It is hypothesized that installation of CCTV entails certain decrease in the number of crime incidents. The social benefit of the avoided crime is the product of the decrease in the number of incidents and unit cost per crime incident:
However, to justify the installation of a CCTV system, in terms of cost-effectiveness, the social benefits from the reduction of crime must exceed the costs of the CCTV system. The general assessment as presented above depends essentially on the estimation of social benefits, i.e., the reduction of the crime costs due to installation of the cameras. These benefits are presented in “Data,” below.
Data
This study focuses on the city of Poznan, but initially, eight Polish cities were selected for the investigation: Gdansk, Katowice, Kielce, Lublin, Lodz, Poznan, Warsaw, and Wroclaw. They represented the largest Polish agglomerations, including the capital (Warsaw). Each of the cities had a CCTV system, but data on the costs of installation and maintenance, as well as data on crime incidents, were not continuously recorded. Therefore, we focused on the city of Poznan, as in this city the available data were the most exhaustive. Data from other cities are presented for comparison, where appropriate. For this study, cameras monitoring private areas, traffic, and shops were not taken into consideration, due to difficulties with obtaining data.

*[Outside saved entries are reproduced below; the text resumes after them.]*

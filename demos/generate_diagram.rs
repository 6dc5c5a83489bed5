//! Example: Generate a Voronoi diagram
//!
//! Demonstrates the basic usage of the generation pipeline.

use rust_voronoi_tiles::*;

fn main() {
    println!("Voronoi Diagram Generation Example");
    println!("==================================\n");

    // Create a configuration for a small diagram
    let config = DiagramConfigBuilder::new()
        .seed(42)
        .boundary(400.0, 300.0)
        .unwrap()
        .uniform(250, 0.0)
        .unwrap()
        .lloyd_iterations(5)
        .unwrap()
        .build()
        .unwrap();

    println!("Configuration:");
    println!("  Seed: {}", config.seed);
    println!("  Boundary: {} x {}", config.boundary.width, config.boundary.height);
    println!("  Layout: {}", config.layout.name());
    println!("  Site Count: {}", config.site_count());
    println!("  Lloyd Iterations: {}", config.lloyd_iterations);
    println!();

    println!("Generating diagram...");
    let result = generate(&config).expect("Failed to generate diagram");
    println!(
        "Generated {} cells, {} edges, {} vertices\n",
        result.cell_count(),
        result.edges().len(),
        result.vertices().len()
    );

    // Analyze the generated cells
    let cells = result.cells();
    let total_neighbors: usize = cells.iter().map(|c| c.neighbor_count()).sum();
    let avg_neighbors = total_neighbors as f64 / cells.len() as f64;

    let total_vertices: usize = cells.iter().map(|c| c.vertex_count()).sum();
    let avg_vertices = total_vertices as f64 / cells.len() as f64;

    let border_cells = cells.iter().filter(|c| !c.boundary_sides().is_empty()).count();

    println!("Statistics:");
    println!("  Average neighbors per cell: {:.2}", avg_neighbors);
    println!("  Average vertices per cell: {:.2}", avg_vertices);
    println!("  Cells on the boundary: {}", border_cells);
    println!();

    // Show details for first few cells
    println!("Sample cells:");
    for cell in cells.iter().take(5) {
        println!(
            "  Cell {}: site=({:.2}, {:.2}), area={:.1}, neighbors={}, vertices={}",
            cell.id,
            cell.site.x,
            cell.site.y,
            cell.area(),
            cell.neighbor_count(),
            cell.vertex_count()
        );
    }

    let report = validate(&result);
    println!("\n{}", report);

    #[cfg(feature = "spatial-index")]
    {
        let probe = Point::new(200.0, 150.0);
        if let Some(id) = result.find_cell_at(probe) {
            println!("Cell at ({}, {}): {}", probe.x, probe.y, id);
        }
    }

    println!("\nGeneration complete!");
}
//! Voronoi cell structure
//!
//! A cell owns the half-edges traced around its site and rebuilds its
//! polygon, clipped to the diagram boundary, on first request.

use std::sync::OnceLock;

use crate::geometry::{Line, Point, PointExt, Sides, Size, EPSILON};

/// One side of an edge as seen from a cell
///
/// `links` index the other edges of the same cell that share an end point
/// with this one.
#[derive(Debug, Clone, PartialEq)]
pub struct CellEdge {
    pub start: Point,
    pub end: Point,
    /// Cell on the other side of the edge
    pub neighbor: usize,
    pub links: Vec<usize>,
}

impl CellEdge {
    #[inline]
    pub fn length(&self) -> f64 {
        self.start.distance(self.end)
    }
}

#[derive(Debug, Clone, Default)]
struct Outline {
    vertices: Vec<Point>,
    sides: Sides,
}

/// A single Voronoi cell
///
/// # Geometry
///
/// The vertex loop is computed lazily from the cell's edges and cached: the
/// boundary corners that lie on the site's side of every edge line, plus
/// every edge clipped to the boundary, sorted counter-clockwise around the
/// site (or around their mean when the site lies on or outside the
/// boundary, as ghost sites of a tiled diagram do).
///
/// # Tiling
///
/// In a tiled result the ghost copies of a real cell are its
/// `symmetric_children` (indices into the result's ghost list), and every
/// ghost points back at its real cell through `symmetric_parent`.
#[derive(Debug, Clone)]
pub struct Cell {
    /// Identifier of the cell; equals the index of its site in the input
    pub id: usize,

    /// The generating site
    pub site: Point,

    /// IDs of adjacent cells, ascending
    ///
    /// Two cells are neighbors if the edge between them has a part of
    /// positive length inside the boundary.
    pub neighbors: Vec<usize>,

    /// For a ghost cell, the real cell it mirrors
    pub symmetric_parent: Option<usize>,

    /// For a real cell of a tiled diagram, its ghost copies
    pub symmetric_children: Vec<usize>,

    boundary: Size,
    edges: Vec<CellEdge>,
    sole: bool,
    outline: OnceLock<Outline>,
}

impl Cell {
    /// Create an empty cell. `sole` marks the only cell of a diagram, which
    /// covers the whole boundary without having any edge.
    pub(crate) fn new(id: usize, site: Point, boundary: Size, sole: bool) -> Self {
        Self {
            id,
            site,
            neighbors: Vec::new(),
            symmetric_parent: None,
            symmetric_children: Vec::new(),
            boundary,
            edges: Vec::new(),
            sole,
            outline: OnceLock::new(),
        }
    }

    pub(crate) fn push_edge(&mut self, edge: CellEdge) -> usize {
        self.edges.push(edge);
        self.edges.len() - 1
    }

    pub(crate) fn edges_mut(&mut self) -> &mut [CellEdge] {
        &mut self.edges
    }

    pub(crate) fn add_neighbor(&mut self, other: usize) {
        if other != self.id && !self.neighbors.contains(&other) {
            self.neighbors.push(other);
        }
    }

    /// Edges traced around this cell, unclipped
    #[inline]
    pub fn edges(&self) -> &[CellEdge] {
        &self.edges
    }

    /// Boundary of the diagram this cell belongs to
    #[inline]
    pub fn boundary(&self) -> Size {
        self.boundary
    }

    /// Counter-clockwise polygon of the cell, clipped to the boundary
    ///
    /// Computed on first call and cached. A cell without edges has an empty
    /// loop, unless it is the only cell of its diagram, in which case it is
    /// the whole boundary rectangle.
    pub fn make_vertex_loop(&self) -> &[Point] {
        &self.outline().vertices
    }

    /// Sides of the boundary touched by the cell polygon
    pub fn boundary_sides(&self) -> Sides {
        self.outline().sides
    }

    /// Whether `point` lies inside the cell polygon (edges inclusive)
    pub fn contains(&self, point: Point) -> bool {
        let vertices = self.make_vertex_loop();
        if vertices.len() < 3 {
            return false;
        }
        vertices
            .iter()
            .zip(vertices.iter().cycle().skip(1))
            .all(|(a, b)| Line::new(*a, *b).signed_distance(point) >= -EPSILON)
    }

    /// Get the number of neighboring cells
    #[inline]
    pub fn neighbor_count(&self) -> usize {
        self.neighbors.len()
    }

    /// Check if this cell is a neighbor of another cell
    #[inline]
    pub fn is_neighbor_of(&self, other_cell_id: usize) -> bool {
        self.neighbors.contains(&other_cell_id)
    }

    /// Get the vertex count (polygon complexity)
    #[inline]
    pub fn vertex_count(&self) -> usize {
        self.make_vertex_loop().len()
    }

    /// Whether this is a ghost cell of a tiled diagram
    #[inline]
    pub fn is_symmetric(&self) -> bool {
        self.symmetric_parent.is_some()
    }

    /// Area of the clipped polygon (shoelace formula)
    pub fn area(&self) -> f64 {
        let vertices = self.make_vertex_loop();
        if vertices.len() < 3 {
            return 0.0;
        }
        let twice: f64 = vertices
            .iter()
            .zip(vertices.iter().cycle().skip(1))
            .map(|(a, b)| a.perp_dot(*b))
            .sum();
        twice.abs() / 2.0
    }

    /// Area-weighted centroid of the clipped polygon
    ///
    /// Falls back to the vertex average for degenerate polygons and to the
    /// site when there are no vertices at all.
    pub fn centroid(&self) -> Point {
        let vertices = self.make_vertex_loop();
        if vertices.is_empty() {
            return self.site;
        }
        let mean = vertices.iter().copied().sum::<Point>() / vertices.len() as f64;

        let mut twice_area = 0.0;
        let mut acc = Point::ZERO;
        for (a, b) in vertices.iter().zip(vertices.iter().cycle().skip(1)) {
            // Relative to the mean for better conditioning
            let (a, b) = (*a - mean, *b - mean);
            let w = a.perp_dot(b);
            twice_area += w;
            acc += (a + b) * w;
        }
        if twice_area.abs() < EPSILON * EPSILON {
            return mean;
        }
        mean + acc / (3.0 * twice_area)
    }

    /// Euclidean distance between the two sites
    pub fn distance_to(&self, other: &Cell) -> f64 {
        self.site.distance(other.site)
    }

    fn outline(&self) -> &Outline {
        self.outline.get_or_init(|| self.wind_vertices())
    }

    fn wind_vertices(&self) -> Outline {
        if self.edges.is_empty() && !self.sole {
            return Outline::default();
        }

        let mut corners = self.boundary.corners().to_vec();
        let mut vertices = Vec::with_capacity(self.edges.len() * 2 + 4);

        for edge in &self.edges {
            if edge.length() < EPSILON {
                continue;
            }
            let line = Line::new(edge.start, edge.end);
            corners.retain(|corner| line.same_side(*corner, self.site));
            if let Some((a, b)) = self.boundary.clip_segment(edge.start, edge.end, 0.0) {
                vertices.push(a);
                vertices.push(b);
            }
        }
        vertices.extend(corners);

        if vertices.is_empty() {
            return Outline::default();
        }

        // A site on the boundary can be a vertex of its own polygon
        let reference = if self.boundary.contains_inset(self.site, 2.0 * EPSILON) {
            self.site
        } else {
            vertices.iter().copied().sum::<Point>() / vertices.len() as f64
        };
        vertices.sort_by(|a, b| reference.heading_to(*a).total_cmp(&reference.heading_to(*b)));
        vertices.dedup_by(|a, b| a.approx_eq(*b));
        while vertices.len() > 1 && vertices[0].approx_eq(vertices[vertices.len() - 1]) {
            vertices.pop();
        }

        let sides = vertices
            .iter()
            .flat_map(|v| self.boundary.sides_touched_by(*v).iter())
            .collect();

        Outline { vertices, sides }
    }
}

Selected Categories of Crimes
In this study, street crimes were taken into consideration because they are most strongly curtailed by cameras mounted to supervise public spaces, and are customarily used to analyze CCTV monitoring systems. We focus on three categories of street crimes: (a) car burglary/theft, i.e., car theft, theft from a caror breaking into a car; (b) car damage; and (c) robbery. This categorization and aggregation were driven by Polish Police crime records. Car burglary/theft records kept by Polish Police may fall into three categories: car theft, theft from a car, and breaking into a car. The data obtained from the National Police Headquarters did not distinguish between car theft, theft from a car, and breaking into a car, so we created a cumulative category for all of three. Another street crime category that is often used in studies on CCTV monitoring systems is “fights and beatings (street fight),” but no data were available on the number and cost of crimes related to this category in Poznan.
In the analysis, we used data on verified crimes (i.e., events that were identified as criminal offenses after the initial police investigation). Thus, the data did not include all of the events registered by the police, but only the criminal acts that were classified as criminal offenses in the investigation. Therefore, we did not include in our calculations the costs and benefits of all investigations. For instance, installing a CCTV camera may provide additional evidence during an investigation, helping to classify some of the incidents as a verified crime. Table 1 presents the numbers of cameras and crimes for the years 2008–2014.
Data on Costs of Crime
Information on crime costs was obtained from the National Police Headquarters. The data contained information on the total annual cost of crime per crime category, and the number of crimes in each category, which allowed us to calculate the average costs of a crime in a given category.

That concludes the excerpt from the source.